The ORLEN Benzina filling station located in Prague’s bustling Barrandov district is a state-of-the-art, unmanned facility that is open to the public 24/7. What makes it truly exceptional is its ability to cater to hydrogen-fuelled vehicles such as cars, trucks, and buses. The station features two dispensers that come equipped with specially designed gun noses that offer a pressure of 700 bar for cars and 350 bar for larger vehicles. This impressive facility was made possible with financial support from the Ministry of Transport of the Czech Republic under the Sectoral Operational Programme Transport. ORLEN Unipetrol has set ambitious goals to provide up to 28 hydrogen filling stations across the Czech Republic by 2030, along with two hydrogen distribution terminals for rail transport in Litvínov and Neratovice.

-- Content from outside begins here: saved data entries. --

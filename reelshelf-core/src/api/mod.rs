//! API-facing facade shared by the server and its clients.

pub mod routes;
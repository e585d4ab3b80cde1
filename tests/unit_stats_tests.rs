//! # Stats Module Unit Tests / Stats 模块单元测试
//!
//! Tests for the summary statistics, including the zero-denominator average.
//!
//! 汇总统计的测试，包括分母为零时的平均值。

mod common;

use common::{make_result, sample_results};
use result_inspector::core::stats::{Summary, average_response_time};
use result_inspector::models::Status;

#[cfg(test)]
mod summary_tests {
    use super::*;

    #[test]
    fn test_sample_summary_counts() {
        let summary = Summary::from_results(&sample_results());

        assert_eq!(summary.total, 8);
        assert_eq!(summary.passed, 4);
        assert_eq!(summary.failed, 2);
        assert_eq!(summary.pending, 2);
    }

    #[test]
    fn test_average_excludes_pending_from_sum_and_count() {
        let avg = average_response_time(&sample_results()).unwrap();
        let expected = (120.0 + 350.0 + 200.0 + 180.0 + 300.0 + 150.0) / 6.0;

        assert!((avg - expected).abs() < 1e-9);
        assert_eq!(format!("{:.2}", avg), "216.67");
    }

    #[test]
    fn test_format_average_uses_precision() {
        let summary = Summary::from_results(&sample_results());

        assert_eq!(summary.format_average(2), "216.67ms");
        assert_eq!(summary.format_average(0), "217ms");
    }

    #[test]
    fn test_empty_collection_has_no_average() {
        let summary = Summary::from_results(&[]);

        assert_eq!(summary.total, 0);
        assert_eq!(summary.average_response_time, None);
        assert_eq!(summary.format_average(2), "N/A");
        assert_eq!(summary.pass_rate(), None);
    }

    #[test]
    fn test_all_pending_collection_has_no_average() {
        let results = vec![
            make_result("p-1", "/a", "GET", Status::Pending, None, "2024-01-01T00:00:00Z"),
            make_result("p-2", "/b", "GET", Status::Pending, None, "2024-01-01T00:00:00Z"),
        ];
        let summary = Summary::from_results(&results);

        assert_eq!(summary.pending, 2);
        assert!(summary.average_response_time.is_none());
    }

    #[test]
    fn test_average_of_huge_response_times() {
        let results = vec![
            make_result("h-1", "/a", "GET", Status::Passed, Some(u64::MAX), "2024-01-01T00:00:00Z"),
            make_result("h-2", "/b", "GET", Status::Passed, Some(2), "2024-01-01T00:00:00Z"),
        ];

        let avg = average_response_time(&results).unwrap();
        let expected = (u64::MAX as f64 + 2.0) / 2.0;
        assert!((avg - expected).abs() / expected < 1e-12);
        assert!(avg > u64::MAX as f64 / 4.0);
    }

    #[test]
    fn test_pass_rate() {
        let summary = Summary::from_results(&sample_results());
        assert_eq!(summary.pass_rate(), Some(0.5));
    }
}
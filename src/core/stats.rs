//! # Summary Statistics Module / 汇总统计模块
//!
//! Display statistics over the full record collection. The filtered view never
//! feeds into these numbers.
//!
//! 基于完整记录集合的展示统计。过滤后的视图不参与这些数值的计算。

use serde::Serialize;

use crate::core::models::{Status, TestResult};

/// The four headline numbers of the dashboard, plus the pending count.
/// 仪表盘的四个核心数值，以及 pending 数量。
#[derive(Debug, Clone, Copy, PartialEq, Serialize)]
#[serde(rename_all = "camelCase")]
pub struct Summary {
    pub total: usize,
    pub passed: usize,
    pub failed: usize,
    pub pending: usize,
    /// Mean response time in ms over records that have one. `None` when no record does.
    /// 有响应时间的记录的平均响应时间（毫秒）。若没有任何记录有响应时间则为 `None`。
    pub average_response_time: Option<f64>,
}

impl Summary {
    pub fn from_results(results: &[TestResult]) -> Self {
        let count = |status: Status| results.iter().filter(|r| r.status == status).count();

        Self {
            total: results.len(),
            passed: count(Status::Passed),
            failed: count(Status::Failed),
            pending: count(Status::Pending),
            average_response_time: average_response_time(results),
        }
    }

    /// Share of passed records in the collection, `None` for an empty collection.
    pub fn pass_rate(&self) -> Option<f64> {
        (self.total > 0).then(|| self.passed as f64 / self.total as f64)
    }

    /// Formats the average with the given number of decimals, `N/A` when unavailable.
    pub fn format_average(&self, precision: usize) -> String {
        self.average_response_time
            .map(|avg| format!("{:.*}ms", precision, avg))
            .unwrap_or_else(|| "N/A".to_string())
    }
}

/// Arithmetic mean of the present response times. Pending records are left out of
/// both the sum and the count.
///
/// 现有响应时间的算术平均值。pending 记录既不计入总和也不计入数量。
pub fn average_response_time(results: &[TestResult]) -> Option<f64> {
    let (sum, count) = results
        .iter()
        .filter_map(|r| r.response_time)
        .fold((0u128, 0usize), |(sum, count), ms| (sum + u128::from(ms), count + 1));

    if count == 0 {
        None
    } else {
        Some(sum as f64 / count as f64)
    }
}
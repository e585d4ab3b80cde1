//! # Result Source Module / 结果数据源模块
//!
//! The record collection is supplied by a `ResultSource`. The inspector never
//! knows where the records come from: the built-in sample feed and on-disk feeds
//! are interchangeable, and a live recorder can be plugged in the same way.
//!
//! 记录集合由 `ResultSource` 提供。检查器并不关心记录来自何处：内置示例数据与磁盘数据源
//! 可以互换，实时记录器也可以以同样方式接入。

use anyhow::{Context, Result};
use once_cell::sync::OnceCell;
use serde::Deserialize;
use std::fs;
use std::path::{Path, PathBuf};

use crate::core::models::{TestResult, validate_collection};
use crate::infra::fs::expand_path;
use crate::infra::t;

/// Reference data seeded into the sample feed.
const SAMPLE_RESULTS: &str = include_str!("../../data/sample_results.json");

/// A feed of recent test-execution records.
/// 最近测试执行记录的数据源。
pub trait ResultSource {
    /// Returns the records in the order the recorder produced them.
    /// 按记录器产生的顺序返回记录。
    fn fetch_recent(&self) -> Result<Vec<TestResult>>;

    /// Short human-readable origin, used in log lines.
    fn describe(&self) -> String;
}

/// The built-in eight-record reference feed.
/// 内置的八条记录参考数据源。
#[derive(Debug, Clone, Copy, Default)]
pub struct SampleSource;

impl SampleSource {
    fn records() -> Result<&'static Vec<TestResult>> {
        static SAMPLE: OnceCell<Vec<TestResult>> = OnceCell::new();
        SAMPLE.get_or_try_init(|| {
            serde_json::from_str(SAMPLE_RESULTS).context("Failed to parse the built-in sample results")
        })
    }
}

impl ResultSource for SampleSource {
    fn fetch_recent(&self) -> Result<Vec<TestResult>> {
        Ok(Self::records()?.clone())
    }

    fn describe(&self) -> String {
        "built-in sample".to_string()
    }
}

/// Records stored on disk, as a JSON array or a TOML file with `[[results]]` tables.
/// 存储在磁盘上的记录，格式为 JSON 数组或带有 `[[results]]` 表的 TOML 文件。
#[derive(Debug, Clone)]
pub struct FileSource {
    path: PathBuf,
}

#[derive(Deserialize)]
struct TomlFeed {
    #[serde(default)]
    results: Vec<TestResult>,
}

impl FileSource {
    pub fn new(path: impl Into<PathBuf>) -> Self {
        Self { path: path.into() }
    }

    pub fn path(&self) -> &Path {
        &self.path
    }

    fn is_toml(path: &Path) -> bool {
        path.extension()
            .and_then(|ext| ext.to_str())
            .is_some_and(|ext| ext.eq_ignore_ascii_case("toml"))
    }
}

impl ResultSource for FileSource {
    fn fetch_recent(&self) -> Result<Vec<TestResult>> {
        let locale = rust_i18n::locale();
        let locale = &*locale;
        let path = expand_path(&self.path)?;
        let content = fs::read_to_string(&path).with_context(|| {
            t!("results_read_failed", locale = locale, path = path.display())
        })?;

        let results = if Self::is_toml(&path) {
            toml::from_str::<TomlFeed>(&content).map(|feed| feed.results).with_context(|| {
                t!("results_parse_failed", locale = locale, path = path.display())
            })?
        } else {
            serde_json::from_str::<Vec<TestResult>>(&content).with_context(|| {
                t!("results_parse_failed", locale = locale, path = path.display())
            })?
        };

        Ok(results)
    }

    fn describe(&self) -> String {
        self.path.display().to_string()
    }
}

/// Builds the source a run should read from: the given file, or the sample feed.
/// 构建本次运行应读取的数据源：指定的文件，或示例数据源。
pub fn source_for(path: Option<&Path>) -> Box<dyn ResultSource> {
    match path {
        Some(path) => Box::new(FileSource::new(path)),
        None => Box::new(SampleSource),
    }
}

/// Fetches the records from a source and checks the collection invariants.
/// 从数据源获取记录并检查集合不变量。
pub fn load_results(source: &dyn ResultSource) -> Result<Vec<TestResult>> {
    let results = source.fetch_recent()?;
    validate_collection(&results)
        .with_context(|| format!("Invalid results from {}", source.describe()))?;

    tracing::info!(
        source = %source.describe(),
        count = results.len(),
        "loaded test results"
    );
    Ok(results)
}
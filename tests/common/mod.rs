// Shared test helpers for integration tests
#![allow(dead_code)]

use chrono::{DateTime, Utc};
use result_inspector::infra::source::{ResultSource, SampleSource};
use result_inspector::models::{Method, Payload, Status, TestResult};
use serde_json::json;
use std::fs;
use std::path::PathBuf;
use tempfile::TempDir;

/// The built-in eight-record feed.
pub fn sample_results() -> Vec<TestResult> {
    SampleSource
        .fetch_recent()
        .expect("built-in sample must parse")
}

pub fn timestamp(raw: &str) -> DateTime<Utc> {
    raw.parse().expect("valid RFC 3339 timestamp")
}

fn payload(value: serde_json::Value) -> Payload {
    match value {
        serde_json::Value::Object(map) => map,
        _ => Payload::new(),
    }
}

/// Builds a record that satisfies the pending invariant for its status.
pub fn make_result(
    id: &str,
    endpoint: &str,
    method: &str,
    status: Status,
    response_time: Option<u64>,
    at: &str,
) -> TestResult {
    let pending = status == Status::Pending;
    TestResult {
        id: id.to_string(),
        endpoint: endpoint.to_string(),
        method: Method::new(method),
        status,
        response_time: if pending { None } else { Some(response_time.unwrap_or(100)) },
        timestamp: timestamp(at),
        status_code: if pending { None } else { Some(200) },
        request_payload: payload(json!({ "id": id })),
        response_payload: if pending { None } else { Some(payload(json!({ "ok": true }))) },
    }
}

pub fn ids<'a>(results: impl IntoIterator<Item = &'a TestResult>) -> Vec<&'a str> {
    results.into_iter().map(|r| r.id.as_str()).collect()
}

/// Writes `content` to `name` inside the temporary directory.
pub fn write_fixture(temp_dir: &TempDir, name: &str, content: &str) -> PathBuf {
    let path = temp_dir.path().join(name);
    fs::write(&path, content).expect("Failed to write fixture");
    path
}

/// A two-record JSON feed: one passed, one pending.
pub fn small_json_feed() -> &'static str {
    r#"[
  {
    "id": "a-1",
    "endpoint": "/api/health",
    "method": "GET",
    "status": "passed",
    "responseTime": 40,
    "timestamp": "2024-01-02T03:04:05Z",
    "statusCode": 200,
    "requestPayload": {},
    "responsePayload": { "status": "ok" }
  },
  {
    "id": "a-2",
    "endpoint": "/api/jobs",
    "method": "PATCH",
    "status": "pending",
    "timestamp": "2024-01-03T10:00:00Z",
    "requestPayload": { "priority": "high" }
  }
]"#
}
//! # JSON Export Module / JSON 导出模块
//!
//! Serializes the visible records in the same camelCase shape the feeds use, so
//! an exported view can be read back as a results file.
//!
//! 以数据源相同的 camelCase 结构序列化可见记录，导出的视图可以再次作为结果文件读取。

use anyhow::{Context, Result};

use crate::core::models::TestResult;

/// Pretty-printed JSON array of the given records.
pub fn export_json(results: &[&TestResult]) -> Result<String> {
    serde_json::to_string_pretty(results).context("Failed to serialize test results")
}
//! # Init Command Module / 初始化命令模块
//!
//! This module implements the `init` command, which writes an `Inspector.toml`
//! configuration file. In interactive mode a short wizard asks for the language,
//! the results feed, the display precision and the default status filter.
//!
//! 此模块实现 `init` 命令，用于写入 `Inspector.toml` 配置文件。
//! 在交互模式下，一个简短的向导会询问语言、结果数据源、显示精度以及默认状态过滤。

use anyhow::{Context, Result};
use colored::*;
use dialoguer::{Confirm, Input, MultiSelect, theme::ColorfulTheme};
use std::path::{Path, PathBuf};

use crate::core::config::{DEFAULT_CONFIG_FILE, FilterDefaults, InspectorConfig};
use crate::core::models::Status;
use crate::infra::fs::write_file;
use crate::infra::t;

const CONFIG_HEADER: &str = "# Result Inspector configuration / Result Inspector 配置\n\n";

/// Runs the wizard (or writes defaults) and saves the configuration.
///
/// # Arguments
/// * `path` - Target file, `Inspector.toml` when `None`
/// * `language` - Locale for the wizard's messages
/// * `non_interactive` - Write defaults without prompting
pub fn run_init_wizard(path: Option<&Path>, language: &str, non_interactive: bool) -> Result<()> {
    let config_path = path
        .map(Path::to_path_buf)
        .unwrap_or_else(|| PathBuf::from(DEFAULT_CONFIG_FILE));

    if non_interactive {
        if config_path.exists() {
            println!(
                "{}",
                t!("init_file_exists", locale = language, path = config_path.display()).yellow()
            );
            return Ok(());
        }
        return write_config(&config_path, &default_config(language), language);
    }

    let theme = ColorfulTheme::default();
    println!("\n{}", t!("init_wizard_welcome", locale = language).cyan().bold());
    println!("{}", t!("init_wizard_description", locale = language));

    if config_path.exists() {
        let confirmation = Confirm::with_theme(&theme)
            .with_prompt(t!("init_overwrite_prompt", locale = language, path = config_path.display()))
            .default(false)
            .interact()
            .context(t!("init_user_confirmation_failed", locale = language).to_string())?;
        if !confirmation {
            println!("{}", t!("init_aborted", locale = language));
            return Ok(());
        }
    }

    let config = prompt_config(&theme, language)?;
    write_config(&config_path, &config, language)
}

fn default_config(language: &str) -> InspectorConfig {
    InspectorConfig {
        language: Some(language.to_string()),
        ..InspectorConfig::default()
    }
}

fn prompt_config(theme: &ColorfulTheme, language: &str) -> Result<InspectorConfig> {
    let failed = t!("init_user_confirmation_failed", locale = language).to_string();

    let chosen_language: String = Input::with_theme(theme)
        .with_prompt(t!("init_language_prompt", locale = language))
        .default(language.to_string())
        .interact_text()
        .context(failed.clone())?;

    let results: String = Input::with_theme(theme)
        .with_prompt(t!("init_results_prompt", locale = language))
        .allow_empty(true)
        .interact_text()
        .context(failed.clone())?;

    let average_precision: usize = Input::with_theme(theme)
        .with_prompt(t!("init_precision_prompt", locale = language))
        .default(2)
        .interact_text()
        .context(failed.clone())?;

    let labels: Vec<String> = Status::ALL.iter().map(|s| s.label(language)).collect();
    let picked = MultiSelect::with_theme(theme)
        .with_prompt(t!("init_statuses_prompt", locale = language))
        .items(&labels)
        .interact()
        .context(failed)?;

    let results = results.trim();
    Ok(InspectorConfig {
        language: Some(chosen_language),
        results: (!results.is_empty()).then(|| PathBuf::from(results)),
        average_precision,
        filters: FilterDefaults {
            statuses: picked.into_iter().map(|i| Status::ALL[i]).collect(),
            ..FilterDefaults::default()
        },
    })
}

fn write_config(path: &Path, config: &InspectorConfig, language: &str) -> Result<()> {
    let body = toml::to_string_pretty(config)
        .with_context(|| t!("init_serialize_failed", locale = language).to_string())?;
    write_file(path, format!("{}{}", CONFIG_HEADER, body))
        .with_context(|| t!("init_write_failed", locale = language, path = path.display()))?;

    println!(
        "{}",
        t!("init_success", locale = language, path = path.display()).green()
    );
    println!("{}", t!("init_next_steps", locale = language));
    Ok(())
}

The creation of hydrogen fuel infrastructure constitutes a fundamental component of ORLEN Group’s Hydrogen Strategy and is a pivotal aspect of the ORLEN2030 initiative. The company recognizes the pressing need to address the challenges posed by the energy transition and to explore sustainable and eco-friendly solutions. As a substitute for conventional fuels, hydrogen plays a significant role in the decarbonization process. As per ORLEN’s vision, up to 50% of the hydrogen generated by the company will be low- or zero-emission, with an ultimate goal of achieving approximately 80% by 2030 and beyond.
According to H2.live, there are currently 163 hydrogen refuelling stations operating in Europe, with an additional 46 in the pipeline. In response to this, the European Automobile Manufacturers’ Association (ACEA) has recommended that Europe should have a minimum of 300 hydrogen refuelling stations by 2025 and no fewer than 1,000 by 2030.
Hydrogen-powered vehicles represent the future of environmentally conscious driving. Although technically classified as electric cars, they are unique in that they do not rely on batteries. Instead, the engine utilizes hydrogen propulsion, in which energy is generated through the reaction of hydrogen with oxygen in fuel cells. Remarkably, the only by-product of this chemical reaction is water. The most significant advantage of hydrogen-powered vehicles over battery electric vehicles is their impressive range, which can reach up to 700 km. Additionally, refuelling times are significantly shorter, making them comparable to petrol and diesel cars. One bus requires only 30 kg of hydrogen fuel per day, enabling it to travel approximately 300 km. Similarly, the tank capacity of passenger cars is approximately 5 kg of hydrogen, which allows for a journey of nearly 600 km.
In accordance with ORLEN Group’s hydrogen strategy, over 100 hydrogen filling stations will be established for road and rail transport in Central Europe by 2030. The hydrogen fuelling facilities will be supplied with hydrogen from an extensive network of hydrogen hubs. These hubs will be powered by renewable energy sources and advanced facilities that will convert municipal waste into zero- and low-emission hydrogen. By 2030, the ORLEN Group’s total assumed capacity of electrolysers will be approximately 1 GW of power. This, combined with waste-to-hydrogen projects, will result in the production of more than 130 kt of renewable hydrogen by the end of the decade. Furthermore, the company’s Hydrogen Eagle project will be instrumental in constructing a comprehensive infrastructure for the production and distribution of low- and zero-emission hydrogen in Poland. To finance these projects, PKN ORLEN has secured funding from the Innovation Fund, CEF (Connecting Europe Facility), the National Fund for Environmental Protection, and the European Commission’s notification for the ‘Hydrogen Eagle’ project under the IPCEI mechanism.